US-Außenminister Blinken beriet am Donnerstag bei einem Überraschungsbesuch in Kabul mit dem afghanischen Präsidenten Aschraf Ghani über den bevorstehenden Rückzug der US-Armee. Er wolle mit seiner Visite die anhaltende Unterstützung der USA für die Regierung und die Menschen in Afghanistan hervorheben, sagte Blinken. "Die Partnerschaft ändert sich, aber die Partnerschaft ist beständig."

Nach Angaben von US-Präsident Joe Biden sollen die US-Soldaten Afghanistan spätestens bis zum 11. September verlassen haben - dies ist der 20. Jahrestag der Terroranschläge auf das World Trade Center in New York und das US-Verteidigungsministerium, die der Auslöser der US-Invasion in Afghanistan waren. Die US-Armee stürzte damals die Regierung der radikalislamischen Taliban, die dem Terrornetzwerk Al-Kaida Unterschlupf geboten hatte. 

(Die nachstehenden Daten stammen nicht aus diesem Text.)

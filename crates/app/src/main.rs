use std::io::Write;
use std::path::PathBuf;
use std::sync::Arc;

use anyhow::{Context, Result, bail};
use clap::{Parser, Subcommand};
use services::api::ApiConfig;
use services::{AppServices, AuthSession, Clock, Notification, Notifier, UserContext};
use study_core::model::{User, UserId};
use tokio::io::{AsyncBufRead, AsyncBufReadExt, BufReader, Lines};
use tracing_subscriber::{layer::SubscriberExt, util::SubscriberInitExt};

mod commands;

#[derive(Parser)]
#[command(name = "study")]
#[command(author, version, about = "Quizzes, flashcards and notes from the terminal", long_about = None)]
struct Cli {
    /// Use the study API instead of the bundled catalog
    #[arg(long, global = true)]
    remote: bool,

    /// Bearer token for the study API
    #[arg(long, global = true, env = "STUDY_API_TOKEN", hide_env_values = true)]
    token: Option<String>,

    /// Account to act as
    #[arg(long, global = true, env = "STUDY_USER_ID")]
    user_id: Option<u64>,

    /// Defaults to `shell`
    #[command(subcommand)]
    command: Option<Commands>,
}

#[derive(Subcommand)]
enum Commands {
    /// Run several commands against one session (quiz results and uploads are kept)
    Shell,
    /// List available quizzes
    Quizzes,
    /// Take a quiz interactively
    Take {
        /// Id of the quiz to take
        quiz_id: u64,
    },
    /// Review flashcards interactively
    Flashcards {
        /// Start in random order
        #[arg(long)]
        shuffle: bool,
    },
    /// List your notes
    Notes {
        /// Only show notes matching this text
        #[arg(short, long, default_value = "")]
        query: String,
        /// Show every note instead of the latest three
        #[arg(long)]
        all: bool,
    },
    /// Upload files to your notes
    Upload {
        #[arg(required = true)]
        files: Vec<PathBuf>,
    },
    /// Show your study summary
    Dashboard,
}

/// One line typed at the shell prompt.
#[derive(Parser)]
#[command(name = "study", no_binary_name = true, disable_version_flag = true)]
struct ShellLine {
    #[command(subcommand)]
    command: Commands,
}

/// Prints notifications as one-line toasts.
struct ConsoleNotifier;

impl Notifier for ConsoleNotifier {
    fn notify(&self, notification: Notification) {
        println!("» {} {}", notification.title(), notification.description());
    }
}

async fn build_services(cli: &Cli) -> Result<AppServices> {
    let clock = Clock::system();
    let notifier: Arc<dyn Notifier> = Arc::new(ConsoleNotifier);

    if cli.remote {
        let token = cli
            .token
            .as_deref()
            .context("--remote needs --token or STUDY_API_TOKEN")?;
        let user_id = cli
            .user_id
            .map(UserId::new)
            .context("--remote needs --user-id or STUDY_USER_ID")?;
        let config = ApiConfig::from_env()?;
        tracing::info!(base_url = %config.base_url(), "using remote API");
        return Ok(AppServices::remote(config, clock, notifier, token, user_id).await?);
    }

    Ok(AppServices::offline(clock, notifier, demo_context(cli.user_id))?)
}

fn demo_context(user_id: Option<u64>) -> UserContext {
    let demo = User::new(
        UserId::new(user_id.unwrap_or(1)),
        Some("Alex Johnson".into()),
        "alex",
        "alex@example.com",
    );
    UserContext::with_session(AuthSession::new("offline", demo))
}

async fn run<R>(app: &AppServices, command: Commands, lines: &mut Lines<R>) -> Result<()>
where
    R: AsyncBufRead + Unpin,
{
    match command {
        Commands::Shell => bail!("already in the shell"),
        Commands::Quizzes => commands::list_quizzes(app).await,
        Commands::Take { quiz_id } => commands::take_quiz(app, quiz_id, lines).await,
        Commands::Flashcards { shuffle } => commands::review_flashcards(app, shuffle, lines).await,
        Commands::Notes { query, all } => commands::list_notes(app, &query, all).await,
        Commands::Upload { files } => commands::upload(app, &files).await,
        Commands::Dashboard => commands::dashboard(app).await,
    }
}

/// Reads commands until `exit` or end of input. Failed commands are reported
/// and the shell carries on.
async fn shell<R>(app: &AppServices, lines: &mut Lines<R>) -> Result<()>
where
    R: AsyncBufRead + Unpin,
{
    let stats = app.dashboard().stats(app.context()).await?;
    println!("{} Type 'help' for commands, 'exit' to leave.", stats.greeting);

    loop {
        print!("study> ");
        std::io::stdout().flush()?;

        let Some(line) = lines.next_line().await? else {
            break;
        };
        let words: Vec<&str> = line.split_whitespace().collect();
        match words.as_slice() {
            [] => continue,
            ["exit" | "quit"] => break,
            _ => {}
        }

        let command = match ShellLine::try_parse_from(words) {
            Ok(parsed) => parsed.command,
            Err(err) => {
                err.print()?;
                continue;
            }
        };
        if let Err(err) = run(app, command, lines).await {
            println!("error: {err:#}");
        }
    }
    Ok(())
}

#[tokio::main]
async fn main() -> Result<()> {
    tracing_subscriber::registry()
        .with(
            tracing_subscriber::EnvFilter::try_from_default_env()
                .unwrap_or_else(|_| "study=info,services=info,storage=warn".into()),
        )
        .with(
            tracing_subscriber::fmt::layer()
                .with_target(false)
                .with_writer(std::io::stderr),
        )
        .init();

    let cli = Cli::parse();
    let app = build_services(&cli).await?;
    let mut lines = BufReader::new(tokio::io::stdin()).lines();

    match cli.command.unwrap_or(Commands::Shell) {
        Commands::Shell => shell(&app, &mut lines).await,
        command => run(&app, command, &mut lines).await,
    }
}
use std::sync::Arc;

use storage::QuizRepository;
use study_core::model::QuizId;
use study_core::quiz::{QuizEngine, QuizScore, QuizSessionError, QuizSessionView, QuizStep};

use super::results::QuizResults;
use crate::Clock;
use crate::error::QuizServiceError;
use crate::notify::{Notification, Notifier};

/// Result of advancing a quiz.
#[derive(Debug, Clone, PartialEq, Eq)]
pub struct QuizAdvance {
    pub view: QuizSessionView,
    pub completed: Option<QuizScore>,
}

/// Orchestrates quiz start, completion notification and result bookkeeping.
///
/// The engine itself stays with the caller; answer selection and moving back
/// are plain engine calls and need no collaborators.
#[derive(Clone)]
pub struct QuizLoopService {
    clock: Clock,
    quizzes: Arc<dyn QuizRepository>,
    notifier: Arc<dyn Notifier>,
    results: QuizResults,
}

impl QuizLoopService {
    #[must_use]
    pub fn new(
        clock: Clock,
        quizzes: Arc<dyn QuizRepository>,
        notifier: Arc<dyn Notifier>,
        results: QuizResults,
    ) -> Self {
        Self {
            clock,
            quizzes,
            notifier,
            results,
        }
    }

    #[must_use]
    pub fn results(&self) -> &QuizResults {
        &self.results
    }

    /// Loads `quiz_id` from the catalog and starts it on `engine`.
    ///
    /// # Errors
    ///
    /// Returns `QuizServiceError::Storage` if the quiz cannot be loaded and
    /// `QuizServiceError::Session` if it has no questions.
    pub async fn start(
        &self,
        engine: &mut QuizEngine,
        quiz_id: QuizId,
    ) -> Result<QuizSessionView, QuizServiceError> {
        let quiz = self.quizzes.get_quiz(quiz_id).await?;
        let session = engine.start(quiz, self.clock.now())?;
        tracing::info!(
            quiz_id = %quiz_id,
            attempt = %session.attempt_id(),
            questions = session.question_count(),
            "quiz started"
        );
        Ok(session.view())
    }

    /// Starts the running (or finished) quiz again from the first question.
    ///
    /// # Errors
    ///
    /// Returns `QuizSessionError::NotStarted` if the engine has no session.
    pub fn retake(&self, engine: &mut QuizEngine) -> Result<QuizSessionView, QuizServiceError> {
        let quiz = engine
            .session()
            .map(|s| s.quiz().clone())
            .ok_or(QuizSessionError::NotStarted)?;
        let session = engine.start(quiz, self.clock.now())?;
        tracing::info!(
            quiz_id = %session.quiz().id(),
            attempt = %session.attempt_id(),
            "quiz retaken"
        );
        Ok(session.view())
    }

    /// Moves to the next question, finishing the quiz from the last one.
    ///
    /// On completion the score is recorded and one `QuizCompleted` notification
    /// is sent.
    ///
    /// # Errors
    ///
    /// Propagates engine rejections (`PrematureAdvance`, `OutOfRange`, `NotStarted`).
    pub fn advance(&self, engine: &mut QuizEngine) -> Result<QuizAdvance, QuizServiceError> {
        let step = engine.next(self.clock.now()).inspect_err(|err| {
            tracing::debug!(error = %err, "advance rejected");
        })?;
        let session = engine.session().ok_or(QuizSessionError::NotStarted)?;

        let completed = match step {
            QuizStep::Advanced { index } => {
                tracing::debug!(quiz_id = %session.quiz().id(), index, "advanced");
                None
            }
            QuizStep::Completed(score) => {
                let quiz = session.quiz();
                self.results.record(session);
                tracing::info!(
                    quiz_id = %quiz.id(),
                    attempt = %session.attempt_id(),
                    correct = score.correct(),
                    total = score.total(),
                    percentage = score.percentage(),
                    "quiz completed"
                );
                self.notifier.notify(Notification::QuizCompleted {
                    quiz_id: quiz.id(),
                    title: quiz.title().to_string(),
                    score,
                });
                Some(score)
            }
        };

        Ok(QuizAdvance {
            view: session.view(),
            completed,
        })
    }

    /// Leaves the quiz, discarding the session.
    pub fn exit(&self, engine: &mut QuizEngine) {
        if let Some(session) = engine.session() {
            tracing::debug!(
                quiz_id = %session.quiz().id(),
                answered = session.answered_count(),
                terminal = session.is_terminal(),
                "quiz exited"
            );
        }
        engine.reset();
    }
}
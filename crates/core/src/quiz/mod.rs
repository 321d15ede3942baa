//! Quiz session engine: one taker walking through one quiz.

mod engine;
mod score;
mod session;
mod view;

pub use engine::QuizEngine;
pub use score::QuizScore;
pub use session::{QuizSession, QuizSessionError, QuizStep};
pub use view::{OptionView, QuizSessionView};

Biden sagte am Mittwoch in einer im Fernsehen übertragenen Ansprache, die US-Streitkräfte seien nach den Anschlägen vom 11. September in Afghanistan einmarschiert, damit es nicht erneut Ausgangspunkt von Attacken gegen die USA werde. "Wir haben dieses Ziel erfüllt", sagte der US-Präsident. Es sei jetzt Zeit, "diesen endlosen Krieg zu beenden".